Dirk Nowitzki key to this season, beyond

DALLAS -- Has Dirk Nowitzki's decline begun?

That's a question that gets asked when the 33-year-old face of the Dallas Mavericks' franchise struggles mightily by his Hall of Fame standards for the first quarter of the season and doesn't play for a week so he can go through a personal training camp to get his sore right knee and the rest of his body ready for the NBA grind.

"Yeah, he's just done," owner Mark Cuban said, his voice dripping sarcasm and a dose of disgust as he dismisses the idea that the Mavs' magical run to the 2011 championship marked the end of Nowitzki's prime. "We're afraid to admit it to ourselves, but he's just done."

Nobody with a basketball IQ higher than Nowitzki's scoring average -- down to 17.5 points so far this season, the lowest since his second season -- would suggest that Dirk is done. It's silly to discredit a decade-long All-Star, who earned the Finals MVP award only seven months ago, due to a subpar 16-game stretch under uniquely difficult circumstances.

But the question is whether Nowitzki can continue being an All-NBA force, a go-to guy on a legitimate contender, much more than just a good player.

That isn't necessarily a slam dunk for the 7-footer. Just look at the two men who have been Nowitzki's peers as the game's best power forwards of this generation.

San Antonio's Tim Duncan and Boston's Kevin Garnett are still very good, but they aren't the dominant players that they were for so long. They haven't been since around the time they passed the 40,000-minute mark in their NBA careers, including playoffs, a barrier Nowitzki broke en route to finally earning his first championship ring last season.

"I still feel like I can play at this level for a couple of more years," Nowitzki said. And that's the consensus opinion for a franchise that owes him the majority of a four-year, $80 million contract he signed a couple of summers ago.

Of course, the Mavs also don't want to find out just how long Nowitzki can carry a contender. That's why Cuban and president of basketball operations Donnie Nelson have carefully carved out space under the salary cap to sign a superstar -- or possibly two -- after this season.

But the chances of landing Deron Williams and/or Dwight Howard could depend, in part, on how well Nowitzki plays the remainder of this season and especially in the playoffs. After all, the major attraction for an elite free agent to the Mavs would be the opportunity to join an all-time great who was still playing at an elite level and would be perfectly fine with playing second (or third) fiddle.

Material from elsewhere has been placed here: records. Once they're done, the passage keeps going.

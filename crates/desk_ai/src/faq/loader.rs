use std::fs;
use std::path::Path;

use desk_core::error::AppError;
use tracing::debug;

/// Ordered FAQ question/answer pairs with case-folded question keys.
///
/// Precedence is an explicit contract: entries are inserted in load order,
/// and a repeated question keeps its original position but takes the latest
/// answer (last write wins).
#[derive(Debug, Clone, Default, PartialEq, Eq)]
pub struct FaqSet {
    entries: Vec<(String, String)>,
}

impl FaqSet {
    pub fn new() -> Self {
        Self::default()
    }

    pub fn len(&self) -> usize {
        self.entries.len()
    }

    pub fn is_empty(&self) -> bool {
        self.entries.is_empty()
    }

    /// Case-folds the question and applies last-write-wins on duplicates.
    pub fn insert(&mut self, question: &str, answer: &str) {
        let key = question.trim().to_lowercase();
        if key.is_empty() || answer.trim().is_empty() {
            return;
        }
        match self.entries.iter_mut().find(|(q, _)| *q == key) {
            Some((_, existing)) => *existing = answer.trim().to_string(),
            None => self.entries.push((key, answer.trim().to_string())),
        }
    }

    /// `(question, answer)` pairs in insertion order.
    pub fn entries(&self) -> &[(String, String)] {
        &self.entries
    }

    /// Load FAQ files in precedence order (later files override earlier
    /// ones). Missing files are skipped; unreadable files are errors.
    pub fn load_files<P: AsRef<Path>>(paths: &[P]) -> Result<Self, AppError> {
        let mut set = FaqSet::new();
        for path in paths {
            let path = path.as_ref();
            if !path.exists() {
                debug!(path = %path.display(), "faq file missing; skipped");
                continue;
            }
            let text = fs::read_to_string(path).map_err(|e| {
                AppError::new("FAQ_LOAD_FAILED", "Failed to read FAQ file")
                    .with_details(format!("path={}; err={}", path.display(), e))
            })?;
            parse_into(&text, &mut set);
        }
        Ok(set)
    }
}

/// Parse the `Q:` / `A:` line format. A pair is committed when both parts
/// have been seen; blank questions or answers are dropped.
fn parse_into(text: &str, set: &mut FaqSet) {
    let mut question: Option<String> = None;
    for line in text.lines() {
        let line = line.trim();
        if let Some(q) = line.strip_prefix("Q:") {
            question = Some(q.trim().to_string());
        } else if let Some(a) = line.strip_prefix("A:") {
            if let Some(q) = question.take() {
                set.insert(&q, a.trim());
            }
        }
    }
}

#[cfg(test)]
mod tests {
    use super::*;

    fn parse(text: &str) -> FaqSet {
        let mut set = FaqSet::new();
        parse_into(text, &mut set);
        set
    }

    #[test]
    fn parses_question_answer_pairs() {
        let set = parse("Q: What are your hours?\nA: 9am-5pm\n\nQ: Where are you?\nA: Online only\n");
        assert_eq!(
            set.entries(),
            &[
                ("what are your hours?".to_string(), "9am-5pm".to_string()),
                ("where are you?".to_string(), "Online only".to_string()),
            ]
        );
    }

    #[test]
    fn questions_are_case_folded() {
        let set = parse("Q: WHAT ARE YOUR HOURS?\nA: 9am-5pm\n");
        assert_eq!(set.entries()[0].0, "what are your hours?");
    }

    #[test]
    fn blank_answers_are_dropped() {
        let set = parse("Q: Anything?\nA:\nQ: Real?\nA: yes\n");
        assert_eq!(set.len(), 1);
        assert_eq!(set.entries()[0].0, "real?");
    }

    #[test]
    fn answer_without_question_is_ignored() {
        let set = parse("A: orphan\nQ: ok?\nA: yes\n");
        assert_eq!(set.len(), 1);
    }

    #[test]
    fn duplicate_keeps_position_and_takes_latest_answer() {
        let mut set = FaqSet::new();
        set.insert("hours", "9am-5pm");
        set.insert("location", "online");
        set.insert("Hours", "10am-6pm");
        assert_eq!(
            set.entries(),
            &[
                ("hours".to_string(), "10am-6pm".to_string()),
                ("location".to_string(), "online".to_string()),
            ]
        );
    }

    #[test]
    fn later_file_overrides_earlier_one() {
        let dir = tempfile::tempdir().expect("tempdir");
        let first = dir.path().join("faq1.txt");
        let second = dir.path().join("faq2.txt");
        std::fs::write(&first, "Q: hours\nA: 9am-5pm\n").unwrap();
        std::fs::write(&second, "Q: hours\nA: 24/7\n").unwrap();

        let set = FaqSet::load_files(&[&first, &second]).expect("load");
        assert_eq!(set.entries(), &[("hours".to_string(), "24/7".to_string())]);
    }

    #[test]
    fn missing_files_are_skipped() {
        let dir = tempfile::tempdir().expect("tempdir");
        let present = dir.path().join("faq1.txt");
        let absent = dir.path().join("faq9.txt");
        std::fs::write(&present, "Q: hours\nA: 9am-5pm\n").unwrap();

        let set = FaqSet::load_files(&[&absent, &present]).expect("load");
        assert_eq!(set.len(), 1);
    }
}
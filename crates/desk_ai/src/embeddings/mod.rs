use desk_core::error::AppError;

/// Text-to-vector capability. Implementations must be safe to share across
/// concurrent pipeline invocations.
pub trait Embedder: Send + Sync {
    fn embed(&self, model: &str, input: &str) -> Result<Vec<f32>, AppError>;

    /// Encode several texts in input order. The default loops over `embed`.
    fn embed_batch(&self, model: &str, inputs: &[String]) -> Result<Vec<Vec<f32>>, AppError> {
        let mut out = Vec::with_capacity(inputs.len());
        for input in inputs {
            out.push(self.embed(model, input)?);
        }
        Ok(out)
    }
}

pub mod ollama_embed;

pub use ollama_embed::OllamaEmbedder;
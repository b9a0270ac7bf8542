pub mod db;
pub mod error;
pub mod history;
pub mod users;

#[cfg(test)]
mod tests {
    use super::error::AppError;

    #[test]
    fn app_error_is_structured() {
        let err = AppError::new("DB_TEST", "db failed").with_retryable(true);
        assert_eq!(err.code, "DB_TEST");
        assert_eq!(err.message, "db failed");
        assert!(err.retryable);
    }
}
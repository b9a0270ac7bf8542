use std::fs;
use std::path::Path;

use desk_core::error::AppError;
use tracing::info;

use crate::embeddings::Embedder;
use crate::retrieve::{ArtifactStore, IndexManifest};

/// Splitter geometry for the offline corpus build.
#[derive(Debug, Clone)]
pub struct ChunkingConfig {
    /// Upper bound on characters per chunk.
    pub max_chars: usize,
    /// Trailing characters carried into the next window when a paragraph
    /// has to be split mid-text.
    pub overlap_chars: usize,
}

impl Default for ChunkingConfig {
    fn default() -> Self {
        Self {
            max_chars: 500,
            overlap_chars: 50,
        }
    }
}

fn split_long_paragraph(text: &str, max_chars: usize, overlap_chars: usize, out: &mut Vec<String>) {
    let chars: Vec<char> = text.chars().collect();
    let mut start = 0usize;
    while start < chars.len() {
        let end = (start + max_chars).min(chars.len());
        let mut cut = end;
        if end < chars.len() {
            // Prefer breaking at the last whitespace inside the window.
            if let Some(pos) = chars[start..end].iter().rposition(|c| c.is_whitespace()) {
                if pos > 0 {
                    cut = start + pos;
                }
            }
        }
        let piece: String = chars[start..cut].iter().collect();
        let piece = piece.trim();
        if !piece.is_empty() {
            out.push(piece.to_string());
        }
        if cut >= chars.len() {
            break;
        }
        let next = cut.saturating_sub(overlap_chars);
        start = if next > start { next } else { cut };
    }
}

/// Paragraph-first splitting: whole paragraphs are packed into chunks up to
/// `max_chars`; an oversized paragraph falls back to overlapping character
/// windows broken at whitespace.
pub fn chunk_text(text: &str, config: &ChunkingConfig) -> Vec<String> {
    let mut out = Vec::new();
    let mut buf = String::new();

    for para in text.split("\n\n").map(str::trim).filter(|p| !p.is_empty()) {
        let para_len = para.chars().count();
        if para_len > config.max_chars {
            if !buf.is_empty() {
                out.push(std::mem::take(&mut buf));
            }
            split_long_paragraph(para, config.max_chars, config.overlap_chars, &mut out);
            continue;
        }

        let buf_len = buf.chars().count();
        if !buf.is_empty() && buf_len + 2 + para_len > config.max_chars {
            out.push(std::mem::take(&mut buf));
        }
        if !buf.is_empty() {
            buf.push_str("\n\n");
        }
        buf.push_str(para);
    }

    if !buf.trim().is_empty() {
        out.push(buf);
    }
    out
}

/// `.txt` files of the corpus directory in sorted filename order, so the
/// chunk sequence (and with it every index position) is reproducible.
pub fn read_corpus_dir(dir: &Path) -> Result<Vec<(String, String)>, AppError> {
    let entries = fs::read_dir(dir).map_err(|e| {
        AppError::new("CORPUS_READ_FAILED", "Failed to read corpus directory")
            .with_details(format!("path={}; err={}", dir.display(), e))
    })?;

    let mut names: Vec<String> = Vec::new();
    for entry in entries {
        let entry = entry.map_err(|e| {
            AppError::new("CORPUS_READ_FAILED", "Failed to read corpus directory entry")
                .with_details(e.to_string())
        })?;
        let path = entry.path();
        if path.extension().and_then(|s| s.to_str()) == Some("txt") {
            if let Some(name) = path.file_name().and_then(|s| s.to_str()) {
                names.push(name.to_string());
            }
        }
    }
    names.sort();

    let mut out = Vec::with_capacity(names.len());
    for name in names {
        let path = dir.join(&name);
        let text = fs::read_to_string(&path).map_err(|e| {
            AppError::new("CORPUS_READ_FAILED", "Failed to read corpus file")
                .with_details(format!("path={}; err={}", path.display(), e))
        })?;
        out.push((name, text));
    }
    Ok(out)
}

/// Full offline build: chunk every corpus file, embed every chunk, persist
/// the checksum-linked artifact pair.
pub fn build_index(
    corpus_dir: &Path,
    store: &ArtifactStore,
    embedder: &dyn Embedder,
    model: &str,
    built_at: &str,
) -> Result<IndexManifest, AppError> {
    let config = ChunkingConfig::default();
    let files = read_corpus_dir(corpus_dir)?;

    let mut chunks: Vec<String> = Vec::new();
    for (name, text) in &files {
        let file_chunks = chunk_text(text, &config);
        info!(file = %name, chunks = file_chunks.len(), "corpus file chunked");
        chunks.extend(file_chunks);
    }
    if chunks.is_empty() {
        return Err(AppError::new(
            "INDEX_NO_CHUNKS",
            "Corpus produced no chunks; nothing to index",
        )
        .with_details(format!("corpus_dir={}", corpus_dir.display())));
    }

    let vectors = embedder.embed_batch(model, &chunks)?;
    let manifest = store.write_pair(model, built_at, &vectors, &chunks)?;
    info!(rows = manifest.rows, dims = manifest.dims, "index build complete");
    Ok(manifest)
}
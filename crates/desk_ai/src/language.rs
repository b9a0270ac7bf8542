use std::fmt;

use serde::{Deserialize, Serialize};

/// ISO 639-3 code of the language used internally for matching, retrieval
/// and synthesis. Queries in any other language are translated in at the
/// edge and back out again.
pub const CANONICAL_LANGUAGE: &str = "eng";

/// Lowercase ISO 639-3 language code, e.g. `eng`, `spa`, `deu`.
#[derive(Debug, Clone, PartialEq, Eq, Hash, Serialize, Deserialize)]
pub struct LanguageTag(String);

impl LanguageTag {
    pub fn new(code: impl Into<String>) -> Self {
        Self(code.into().to_ascii_lowercase())
    }

    pub fn canonical() -> Self {
        Self(CANONICAL_LANGUAGE.to_string())
    }

    pub fn is_canonical(&self) -> bool {
        self.0 == CANONICAL_LANGUAGE
    }

    pub fn as_str(&self) -> &str {
        &self.0
    }

    /// English name of the language, for translation prompts. Unknown codes
    /// fall back to the code itself.
    pub fn english_name(&self) -> String {
        match whatlang::Lang::from_code(&self.0) {
            Some(lang) => lang.eng_name().to_string(),
            None => self.0.clone(),
        }
    }
}

impl fmt::Display for LanguageTag {
    fn fmt(&self, f: &mut fmt::Formatter<'_>) -> fmt::Result {
        f.write_str(&self.0)
    }
}

/// Outcome of best-effort language detection. `advisory` is set when the
/// detector failed or was unsure and the canonical language was assumed, so
/// callers can tell the fail-open path apart from a genuinely canonical
/// query.
#[derive(Debug, Clone, PartialEq, Eq)]
pub struct Detection {
    pub language: LanguageTag,
    pub advisory: bool,
}

impl Detection {
    pub fn assumed_canonical() -> Self {
        Self {
            language: LanguageTag::canonical(),
            advisory: true,
        }
    }
}

/// Best-effort language identification. Never fails: undetectable input
/// reports the canonical language with the advisory flag set.
pub trait LanguageDetector: Send + Sync {
    fn detect(&self, text: &str) -> Detection;
}

/// Statistical detector backed by whatlang. Short or ambiguous inputs are
/// routinely unreliable; those fall open to the canonical language.
#[derive(Debug, Clone, Default)]
pub struct WhatlangDetector;

impl LanguageDetector for WhatlangDetector {
    fn detect(&self, text: &str) -> Detection {
        match whatlang::detect(text) {
            Some(info) if info.is_reliable() => Detection {
                language: LanguageTag::new(info.lang().code()),
                advisory: false,
            },
            _ => Detection::assumed_canonical(),
        }
    }
}

#[cfg(test)]
mod tests {
    use super::*;

    #[test]
    fn canonical_tag_roundtrip() {
        let tag = LanguageTag::canonical();
        assert!(tag.is_canonical());
        assert_eq!(tag.as_str(), "eng");
        assert_eq!(tag.english_name(), "English");
    }

    #[test]
    fn codes_are_case_folded() {
        assert_eq!(LanguageTag::new("SPA"), LanguageTag::new("spa"));
        assert_eq!(LanguageTag::new("spa").english_name(), "Spanish");
    }

    #[test]
    fn unknown_code_falls_back_to_itself() {
        assert_eq!(LanguageTag::new("zz").english_name(), "zz");
    }

    #[test]
    fn empty_input_is_assumed_canonical() {
        let det = WhatlangDetector.detect("");
        assert!(det.language.is_canonical());
        assert!(det.advisory);
    }
}
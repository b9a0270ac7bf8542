use std::fs;
use std::path::PathBuf;

use desk_core::error::AppError;
use serde::{Deserialize, Serialize};
use sha2::{Digest, Sha256};

use super::similarity::squared_euclidean;

/// Position sentinel meaning "no neighbor found". Search pads short result
/// sets with this value; it must never be dereferenced into chunk text.
pub const NO_NEIGHBOR: i64 = -1;

/// Flat nearest-neighbor index over fixed-dimensionality vectors, ranked by
/// Euclidean distance. Row N corresponds to chunk N of the paired chunk
/// list. Read-only at query time.
#[derive(Debug, Clone)]
pub struct VectorIndex {
    dims: usize,
    rows: Vec<Vec<f32>>,
}

impl VectorIndex {
    pub fn new(dims: usize) -> Self {
        Self {
            dims,
            rows: Vec::new(),
        }
    }

    pub fn dims(&self) -> usize {
        self.dims
    }

    pub fn len(&self) -> usize {
        self.rows.len()
    }

    pub fn is_empty(&self) -> bool {
        self.rows.is_empty()
    }

    pub fn push(&mut self, vector: Vec<f32>) -> Result<(), AppError> {
        if vector.len() != self.dims {
            return Err(AppError::new(
                "INDEX_DIMS_MISMATCH",
                "Vector dimensionality does not match the index",
            )
            .with_details(format!("expected={}; got={}", self.dims, vector.len())));
        }
        self.rows.push(vector);
        Ok(())
    }

    /// k-nearest-neighbor search. Returns `(distances, positions)` of length
    /// exactly `k`; when fewer than `k` rows exist, the tail is padded with
    /// `(f32::INFINITY, NO_NEIGHBOR)`.
    pub fn search(&self, query: &[f32], k: usize) -> Result<(Vec<f32>, Vec<i64>), AppError> {
        if query.len() != self.dims {
            return Err(AppError::new(
                "INDEX_DIMS_MISMATCH",
                "Query dimensionality does not match the index",
            )
            .with_details(format!("expected={}; got={}", self.dims, query.len())));
        }

        let mut scored: Vec<(f32, usize)> = self
            .rows
            .iter()
            .enumerate()
            .map(|(i, row)| (squared_euclidean(query, row), i))
            .collect();
        scored.sort_by(|a, b| {
            a.0.partial_cmp(&b.0)
                .unwrap_or(std::cmp::Ordering::Equal)
                .then(a.1.cmp(&b.1))
        });
        scored.truncate(k);

        let mut distances: Vec<f32> = scored.iter().map(|(d, _)| *d).collect();
        let mut positions: Vec<i64> = scored.iter().map(|(_, i)| *i as i64).collect();
        while positions.len() < k {
            distances.push(f32::INFINITY);
            positions.push(NO_NEIGHBOR);
        }
        Ok((distances, positions))
    }
}

/// Manifest linking the two halves of the offline build output. Load
/// refuses a pair whose checksums or row counts disagree, so the positional
/// invariant (vector N ↔ chunk N) is enforced rather than assumed.
#[derive(Debug, Clone, Serialize, Deserialize, PartialEq, Eq)]
pub struct IndexManifest {
    pub model: String,
    pub dims: u32,
    pub rows: u32,
    pub vectors_sha256: String,
    pub chunks_sha256: String,
    pub built_at: String,
}

/// On-disk layout of the index artifact pair:
/// `<root>/index/{manifest.json, vectors.json, chunks.json}`. All writes are
/// atomic (tmp → rename), manifest last.
#[derive(Debug, Clone)]
pub struct ArtifactStore {
    root: PathBuf,
}

impl ArtifactStore {
    pub fn open(root: PathBuf) -> Self {
        Self { root }
    }

    fn index_dir(&self) -> PathBuf {
        self.root.join("index")
    }

    fn manifest_path(&self) -> PathBuf {
        self.index_dir().join("manifest.json")
    }

    fn vectors_path(&self) -> PathBuf {
        self.index_dir().join("vectors.json")
    }

    fn chunks_path(&self) -> PathBuf {
        self.index_dir().join("chunks.json")
    }

    fn ensure_dirs(&self) -> Result<(), AppError> {
        fs::create_dir_all(self.index_dir()).map_err(|e| {
            AppError::new("INDEX_STORE_FAILED", "Failed to create index directory")
                .with_details(format!("path={}; err={}", self.index_dir().display(), e))
        })
    }

    fn write_atomic(&self, path: PathBuf, bytes: &[u8], what: &str) -> Result<(), AppError> {
        let tmp = path.with_extension("tmp");
        fs::write(&tmp, bytes).map_err(|e| {
            AppError::new("INDEX_STORE_FAILED", format!("Failed to write {what}"))
                .with_details(format!("path={}; err={}", tmp.display(), e))
        })?;
        fs::rename(&tmp, &path).map_err(|e| {
            AppError::new("INDEX_STORE_FAILED", format!("Failed to finalize {what} write"))
                .with_details(format!("tmp={}; dest={}; err={}", tmp.display(), path.display(), e))
        })
    }

    /// Manifest of the last completed build, or `None` before any build.
    pub fn manifest(&self) -> Result<Option<IndexManifest>, AppError> {
        let path = self.manifest_path();
        if !path.exists() {
            return Ok(None);
        }
        let bytes = fs::read(&path).map_err(|e| {
            AppError::new("INDEX_STORE_FAILED", "Failed to read index manifest")
                .with_details(format!("path={}; err={}", path.display(), e))
        })?;
        let manifest = serde_json::from_slice(&bytes).map_err(|e| {
            AppError::new("INDEX_STORE_FAILED", "Failed to decode index manifest")
                .with_details(format!("path={}; err={}", path.display(), e))
        })?;
        Ok(Some(manifest))
    }

    /// Persist a matched vector/chunk pair. Vectors and chunks must agree in
    /// length and dimensionality before anything is written.
    pub fn write_pair(
        &self,
        model: &str,
        built_at: &str,
        vectors: &[Vec<f32>],
        chunks: &[String],
    ) -> Result<IndexManifest, AppError> {
        if vectors.len() != chunks.len() {
            return Err(AppError::new(
                "INDEX_PAIR_MISMATCH",
                "Vector and chunk counts differ",
            )
            .with_details(format!("vectors={}; chunks={}", vectors.len(), chunks.len())));
        }
        if vectors.is_empty() {
            return Err(AppError::new(
                "INDEX_NO_CHUNKS",
                "Refusing to write an empty index",
            ));
        }
        let dims = vectors[0].len();
        if let Some(bad) = vectors.iter().find(|v| v.len() != dims) {
            return Err(AppError::new(
                "INDEX_DIMS_MISMATCH",
                "Embedding dimension mismatch across chunks",
            )
            .with_details(format!("expected={dims}; got={}", bad.len())));
        }

        self.ensure_dirs()?;

        let vectors_json = serde_json::to_vec(vectors).map_err(|e| {
            AppError::new("INDEX_STORE_FAILED", "Failed to encode index vectors")
                .with_details(e.to_string())
        })?;
        let chunks_json = serde_json::to_vec(chunks).map_err(|e| {
            AppError::new("INDEX_STORE_FAILED", "Failed to encode index chunks")
                .with_details(e.to_string())
        })?;

        let manifest = IndexManifest {
            model: model.to_string(),
            dims: dims as u32,
            rows: vectors.len() as u32,
            vectors_sha256: hex::encode(Sha256::digest(&vectors_json)),
            chunks_sha256: hex::encode(Sha256::digest(&chunks_json)),
            built_at: built_at.to_string(),
        };
        let manifest_json = serde_json::to_vec_pretty(&manifest).map_err(|e| {
            AppError::new("INDEX_STORE_FAILED", "Failed to encode index manifest")
                .with_details(e.to_string())
        })?;

        // Payloads first, manifest last: a crash mid-write leaves either the
        // previous complete pair or an unreferenced payload, never a
        // manifest pointing at missing data.
        self.write_atomic(self.vectors_path(), &vectors_json, "index vectors")?;
        self.write_atomic(self.chunks_path(), &chunks_json, "index chunks")?;
        self.write_atomic(self.manifest_path(), &manifest_json, "index manifest")?;
        Ok(manifest)
    }

    /// Load and verify the artifact pair against its manifest.
    pub fn load_pair(&self) -> Result<(VectorIndex, Vec<String>, IndexManifest), AppError> {
        let manifest = self.manifest()?.ok_or_else(|| {
            AppError::new(
                "INDEX_NOT_READY",
                "No index manifest; run the offline index build first",
            )
        })?;

        let vectors_bytes = fs::read(self.vectors_path()).map_err(|e| {
            AppError::new("INDEX_STORE_FAILED", "Failed to read index vectors")
                .with_details(format!("path={}; err={}", self.vectors_path().display(), e))
        })?;
        let chunks_bytes = fs::read(self.chunks_path()).map_err(|e| {
            AppError::new("INDEX_STORE_FAILED", "Failed to read index chunks")
                .with_details(format!("path={}; err={}", self.chunks_path().display(), e))
        })?;

        let vectors_sha = hex::encode(Sha256::digest(&vectors_bytes));
        if vectors_sha != manifest.vectors_sha256 {
            return Err(AppError::new(
                "INDEX_PAIR_MISMATCH",
                "Vector payload checksum does not match the manifest",
            )
            .with_details(format!(
                "manifest={}; actual={}",
                manifest.vectors_sha256, vectors_sha
            )));
        }
        let chunks_sha = hex::encode(Sha256::digest(&chunks_bytes));
        if chunks_sha != manifest.chunks_sha256 {
            return Err(AppError::new(
                "INDEX_PAIR_MISMATCH",
                "Chunk payload checksum does not match the manifest",
            )
            .with_details(format!(
                "manifest={}; actual={}",
                manifest.chunks_sha256, chunks_sha
            )));
        }

        let rows: Vec<Vec<f32>> = serde_json::from_slice(&vectors_bytes).map_err(|e| {
            AppError::new("INDEX_STORE_FAILED", "Failed to decode index vectors")
                .with_details(e.to_string())
        })?;
        let chunks: Vec<String> = serde_json::from_slice(&chunks_bytes).map_err(|e| {
            AppError::new("INDEX_STORE_FAILED", "Failed to decode index chunks")
                .with_details(e.to_string())
        })?;

        if rows.len() != chunks.len()
            || rows.len() as u32 != manifest.rows
            || chunks.len() as u32 != manifest.rows
        {
            return Err(AppError::new(
                "INDEX_PAIR_MISMATCH",
                "Row counts disagree between manifest, vectors and chunks",
            )
            .with_details(format!(
                "manifest={}; vectors={}; chunks={}",
                manifest.rows,
                rows.len(),
                chunks.len()
            )));
        }

        let mut index = VectorIndex::new(manifest.dims as usize);
        for row in rows {
            index.push(row)?;
        }
        Ok((index, chunks, manifest))
    }
}

#[cfg(test)]
mod tests {
    use super::*;

    #[test]
    fn search_ranks_by_distance_and_pads_with_sentinels() {
        let mut index = VectorIndex::new(2);
        index.push(vec![0.0, 0.0]).unwrap();
        index.push(vec![10.0, 0.0]).unwrap();
        index.push(vec![1.0, 0.0]).unwrap();

        let (distances, positions) = index.search(&[0.0, 0.0], 5).expect("search");
        assert_eq!(positions, vec![0, 2, 1, NO_NEIGHBOR, NO_NEIGHBOR]);
        assert_eq!(distances[0], 0.0);
        assert_eq!(distances[1], 1.0);
        assert_eq!(distances[2], 100.0);
        assert!(distances[3].is_infinite());
    }

    #[test]
    fn empty_index_returns_only_sentinels() {
        let index = VectorIndex::new(3);
        let (_, positions) = index.search(&[0.0, 0.0, 0.0], 4).expect("search");
        assert_eq!(positions, vec![NO_NEIGHBOR; 4]);
    }

    #[test]
    fn equal_distances_break_ties_by_position() {
        let mut index = VectorIndex::new(1);
        index.push(vec![1.0]).unwrap();
        index.push(vec![-1.0]).unwrap();
        let (_, positions) = index.search(&[0.0], 2).expect("search");
        assert_eq!(positions, vec![0, 1]);
    }

    #[test]
    fn mismatched_query_dims_are_rejected() {
        let index = VectorIndex::new(2);
        let err = index.search(&[0.0], 1).expect_err("dims");
        assert_eq!(err.code, "INDEX_DIMS_MISMATCH");
    }
}
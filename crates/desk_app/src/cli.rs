use std::path::PathBuf;

use clap::{Parser, Subcommand};

#[derive(Parser, Debug)]
#[command(name = "deskbot")]
#[command(about = "Retrieval-augmented customer-support chatbot")]
#[command(version)]
pub struct Cli {
    /// Config file (defaults to ./deskbot.toml when present)
    #[arg(long, global = true)]
    pub config: Option<PathBuf>,

    #[command(subcommand)]
    pub command: Command,
}

#[derive(Subcommand, Debug)]
pub enum Command {
    /// Answer a single query and exit
    Ask {
        /// Username whose history records the exchange
        #[arg(long)]
        user: Option<String>,
        query: String,
    },
    /// Interactive chat session on stdin/stdout
    Chat {
        #[arg(long)]
        user: Option<String>,
    },
    /// Offline index artifacts
    #[command(subcommand)]
    Index(IndexCommand),
    /// Load the FAQ files and print the effective entries after precedence
    FaqCheck,
    /// Create a user account
    UserAdd { username: String, password: String },
    /// Print a user's chat history
    History { username: String },
}

#[derive(Subcommand, Debug)]
pub enum IndexCommand {
    /// Chunk the corpus, embed every chunk and write the artifact pair
    Build {
        /// Corpus directory (defaults to the configured one)
        #[arg(long)]
        corpus: Option<PathBuf>,
    },
    /// Show the manifest of the last completed build
    Status,
}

(A couple of quick asides: If Carlos Boozer was a killer pick-and-pop partner with Williams, how do you think Dirk would do in that role? If Ryan Anderson is lighting it up as a spot-up shooter against Dwight-focused defenses, how do you think Dirk would do in that role?)

Back to the more immediate future: The Mavs need Dirk to be one of the league's elite, at least during the playoffs, to have a realistic chance to defend their title this season.

This week off was basically preventative maintenance to make sure Nowitzki can get to that point after surviving a compressed season that is especially hard on high-mileage legs. Actually, coach Rick Carlisle bristles at the term "week off," pointing out that Nowitzki has been on a two-a-day grind, lifting weights, conditioning and working on aspects of his game that have been subpar so far this season, such as making off-the-dribble moves.

It's likely that Nowitzki will have another layoff at some point before the playoffs, as will likely be the case with Jason Kidd and other Mavs veterans.

But the Mavs don't consider Nowitzki's knee, which he said Thursday feels much better, a long-term concern. Unlike Duncan and Garnett, he's never had knee surgery, and the MRIs keep coming back clean. The Mavs' medical staff has told the decision-makers in Dallas that the soreness is a symptom of Nowitzki not being nearly as prepared as usual for the beginning of the season because of an interrupted offseason routine and the abbreviated post-lockout training camp.

Nowitzki also has the kind of game that ought to age well. He has never relied on ridiculous explosiveness or leaping ability.

That definitely differentiates him from Garnett, who happens to be the only guy Nowitzki memorably beat with a drive this season, blowing by the former defensive player of the year for a game-winning and-1 layup in Boston.

Nowitzki completed his offensive arsenal by developing a post-up game and the ability to create off the dribble when defenders get in his grill, but his claim to fame has always been his sweet shooting stroke.

"When I was 20," Nowitzki said, "I played like a 40-year-old."

The Mavs believe Nowitzki can play that way at an elite level at least through his mid-30s, hopefully with a little lighter workload once some superstar help arrives in the summer. And they're counting on the Finals MVP to revert to form the rest of this season, or at least when it matters most.

Tim MacMahon covers the Mavericks for ESPNDallas.com.